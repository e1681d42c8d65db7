//! Webhook clients for the consult and submission endpoints

pub mod client;
pub mod traits;

pub use client::{HttpWebhookClient, SubmissionRequest, SubmitError};
pub use traits::{ConsultOutcome, WebhookApi};

#[cfg(test)]
pub use traits::MockWebhookApi;
//! Factura TUI - Terminal intake form for electronic invoice requests
//!
//! A Ratatui-based form that validates the table link's admission window,
//! consults the tax-authority acquirer lookup and submits completed
//! requests to the back-office webhook.

mod app;
mod branding;
mod config;
mod document;
mod link;
mod state;
mod ui;
mod webhook;

use anyhow::Result;
use app::App;
use config::TuiConfig;
use crossterm::{
    event::{self, Event, KeyCode, KeyModifiers},
    execute,
    terminal::{disable_raw_mode, enable_raw_mode, EnterAlternateScreen, LeaveAlternateScreen},
};
use link::TableLink;
use ratatui::{backend::CrosstermBackend, Terminal};
use std::io;
use tracing_subscriber::{layer::SubscriberExt, util::SubscriberInitExt};

#[tokio::main]
async fn main() -> Result<()> {
    // Initialize logging
    tracing_subscriber::registry()
        .with(
            tracing_subscriber::EnvFilter::try_from_default_env()
                .unwrap_or_else(|_| "factura_tui=info".into()),
        )
        .with(tracing_subscriber::fmt::layer().with_writer(io::stderr))
        .init();

    // The QR deep link arrives as the first argument
    let raw_link = std::env::args().nth(1);
    let link = TableLink::parse(raw_link.as_deref());
    let config = TuiConfig::load().unwrap_or_default();

    // Setup terminal
    enable_raw_mode()?;
    let mut stdout = io::stdout();
    execute!(stdout, EnterAlternateScreen)?;
    let backend = CrosstermBackend::new(stdout);
    let mut terminal = Terminal::new(backend)?;

    // Create app and run
    let mut app = App::new(link, &config);
    let result = run_app(&mut terminal, &mut app).await;

    // Restore terminal
    disable_raw_mode()?;
    execute!(terminal.backend_mut(), LeaveAlternateScreen)?;
    terminal.show_cursor()?;

    // Handle any errors
    if let Err(err) = result {
        eprintln!("Error: {err:?}");
        std::process::exit(1);
    }

    Ok(())
}

async fn run_app<B: ratatui::backend::Backend>(
    terminal: &mut Terminal<B>,
    app: &mut App,
) -> Result<()> {
    loop {
        // Drop notices that outlived their TTL before drawing
        app.tick();

        // Draw the UI
        terminal.draw(|frame| ui::draw(frame, app))?;

        // Handle crossterm events
        if event::poll(std::time::Duration::from_millis(100))? {
            match event::read()? {
                Event::Key(key) => {
                    // Global quit: Ctrl+C
                    if key.code == KeyCode::Char('c')
                        && key.modifiers.contains(KeyModifiers::CONTROL)
                    {
                        return Ok(());
                    }

                    app.handle_key(key).await?;
                }
                Event::Resize(_width, _height) => {
                    // Redrawn on the next loop iteration
                }
                _ => {}
            }
        }

        // Check if app wants to quit
        if app.should_quit() {
            return Ok(());
        }
    }
}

Exercise
Each line in the entries above that includes the string "loop" should be extracted.

Exercise response
    loop {
                    // Redrawn on the next loop iteration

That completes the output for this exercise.